The game design also gives rise to a dialogue about potential liability for the app maker.
Kennerly said in other augmented reality situations, like heads-up displays in cars and airplanes, “you can see that careful attention was paid towards ensuring that the user isn't distracted from their environment.”
Pokémon Go is a little bit different, he said: “It's an augmented reality device that keeps the user's attention focused entirely on their phone. Ever since smartphones became common, so, too, did accidents involving people distracted by their phones.”
Kennerly added, “This sort of game looks like a perfect setup for causing more of those types of accidents. Whether or not that's the maker's responsibility is an issue that may need to be determined case-by-case.”
And Teppler said Pokémon Go requires multitasking, “which is almost impossible to do.”
You're already looking at one place, he said. “To play the game you have to be crossing the street looking at your phone.”
He added, “You're actually in the game. You are acting really within the universe inside the game, when you also have to be aware as a person outside the game of your surroundings.”
Quaranta said he could envision a scenario where an expert such as a psychologist said the level of concentration required for the game is distracting.
But he said, “Those things are open and obvious; there is a school of thought that people who make those distracted allegations should be responsible for their own actions.”
“Whether those are the majority of people, that is for a court to decide,” he said.
“My own point of view is, I don't think the level of distraction is an excuse to set aside common sense and ordinary judgment.”
However, he said, “There's going to be a diametric point of view.”
On one side, “you have the principles of responsibility for individual conduct; the other is, whether this game has somehow caused you to be distracted to the extent that you need to be warned or the game needs to be redesigned,” Quaranta said.
“That is an evolution of classic product liability principles to the app economy.”
What about when a distracted user, let's say a driver, hurts someone else?
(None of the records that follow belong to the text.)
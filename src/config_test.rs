use super::*;

fn sample() -> Config {
    Config::new("https://demo.supabase.co", "anon-key")
}

// =============================================================
// Construction
// =============================================================

#[test]
fn new_trims_trailing_slashes_from_the_url() {
    let config = Config::new("https://demo.supabase.co/", "k");
    assert_eq!(config.url, "https://demo.supabase.co");
}

// =============================================================
// Endpoint builders
// =============================================================

#[test]
fn bookmarks_endpoint_targets_the_table_route() {
    assert_eq!(
        sample().bookmarks_endpoint(),
        "https://demo.supabase.co/rest/v1/bookmarks"
    );
}

#[test]
fn auth_endpoint_formats_expected_routes() {
    assert_eq!(
        sample().auth_endpoint("user"),
        "https://demo.supabase.co/auth/v1/user"
    );
    assert_eq!(
        sample().auth_endpoint("logout"),
        "https://demo.supabase.co/auth/v1/logout"
    );
}

#[test]
fn realtime_endpoint_swaps_https_for_wss() {
    assert_eq!(
        sample().realtime_endpoint(),
        "wss://demo.supabase.co/realtime/v1/websocket?apikey=anon-key&vsn=1.0.0"
    );
}

#[test]
fn realtime_endpoint_swaps_http_for_ws() {
    let config = Config::new("http://localhost:54321", "local");
    assert_eq!(
        config.realtime_endpoint(),
        "ws://localhost:54321/realtime/v1/websocket?apikey=local&vsn=1.0.0"
    );
}
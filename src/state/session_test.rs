use super::*;

fn session(user_id: &str) -> Session {
    Session {
        user_id: user_id.to_owned(),
        access_token: "token".to_owned(),
    }
}

// =============================================================
// Defaults and mount
// =============================================================

#[test]
fn default_state_is_uninitialized_with_no_session() {
    let state = SessionState::default();
    assert_eq!(state.phase, SessionPhase::Uninitialized);
    assert_eq!(state.session, None);
    assert!(!state.is_signed_in());
}

#[test]
fn begin_check_enters_the_checking_phase() {
    let mut state = SessionState::default();
    state.begin_check();
    assert_eq!(state.phase, SessionPhase::CheckingSession);
}

// =============================================================
// Resolution
// =============================================================

#[test]
fn resolving_a_present_session_signs_in() {
    let mut state = SessionState::default();
    state.begin_check();
    state.resolve(Some(session("u-1")));
    assert_eq!(state.phase, SessionPhase::SignedIn);
    assert!(state.is_signed_in());
    assert_eq!(state.user_id(), Some("u-1"));
}

#[test]
fn resolving_an_absent_session_signs_out_without_error() {
    let mut state = SessionState::default();
    state.begin_check();
    state.resolve(None);
    assert_eq!(state.phase, SessionPhase::SignedOut);
    assert_eq!(state.user_id(), None);
}

// =============================================================
// Session-change events
// =============================================================

#[test]
fn an_absent_session_event_forces_signed_out_from_signed_in() {
    let mut state = SessionState::default();
    state.resolve(Some(session("u-1")));
    state.resolve(None);
    assert_eq!(state.phase, SessionPhase::SignedOut);
    assert_eq!(state.session, None);
}

#[test]
fn a_present_session_event_signs_in_from_any_phase() {
    let mut state = SessionState::default();
    state.resolve(Some(session("u-2")));
    assert_eq!(state.phase, SessionPhase::SignedIn);
    assert_eq!(state.user_id(), Some("u-2"));
}
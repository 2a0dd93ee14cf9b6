//! Header control for switching between light and dark themes.

use leptos::prelude::*;

use crate::state::ui::UiState;
use crate::util::theme::{self, Theme};

/// Toggle button reflecting and mutating the shared theme preference.
#[component]
pub fn ThemeToggle() -> impl IntoView {
    let ui = expect_context::<RwSignal<UiState>>();

    let label = move || format!("Switch to {} mode", ui.get().theme.toggled().as_str());

    view! {
        <button
            class="btn theme-toggle"
            on:click=move |_| {
                let next = theme::toggle(ui.get().theme);
                ui.update(|u| u.theme = next);
            }
            title="Toggle theme"
            aria-label=label
        >
            {move || if ui.get().theme == Theme::Dark { "☀" } else { "☾" }}
        </button>
    }
}
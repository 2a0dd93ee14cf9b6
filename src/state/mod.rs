//! Shared view-state modules provided via context.
//!
//! DESIGN
//! ======
//! Plain cloneable structs held in `RwSignal`s. The net layer never touches
//! these directly; pages fold remote results into them.

pub mod bookmarks;
pub mod session;
pub mod ui;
What then?
Whether there was duty owed to the plaintiff is the important threshold question, Kellert said.
Defense attorney Theodore Tsekerides, a partner in Weil's product liability group, said generally good arguments exist that a software app developer's duty should not extend to remote third parties such as people who say they were hurt by someone playing Pokémon Go while driving.
Since the existence of a duty is a question of law, a case would be dismissed if a judge agreed no duty was owed, he said.
Causation can pose another problem for plaintiffs.
Quaranta said, “That's a question where the individual responsibility of the car driver needs to be evaluated.”
A third party as an innocent victim “is an emotional depiction of the issue but I don't think that sets aside the analysis that people are responsible for their own actions,” he said.
Should an app developer foresee that someone would play the game while driving?
It's not necessarily foreseeable that people will “set aside their common judgment, disregard the training they went through then they got a license,” Quaranta said. “A lot of layers of misuse have to come together at the same time.”
However, he said courts could take different views on whether the app maker has liability.
But Teppler said, “You would have two defendants.”
“It's a high-risk activity. It invites high-risk behavior, and something that invites high-risk behavior should be more strictly construed against the offeror of that high-risk activity,” he said.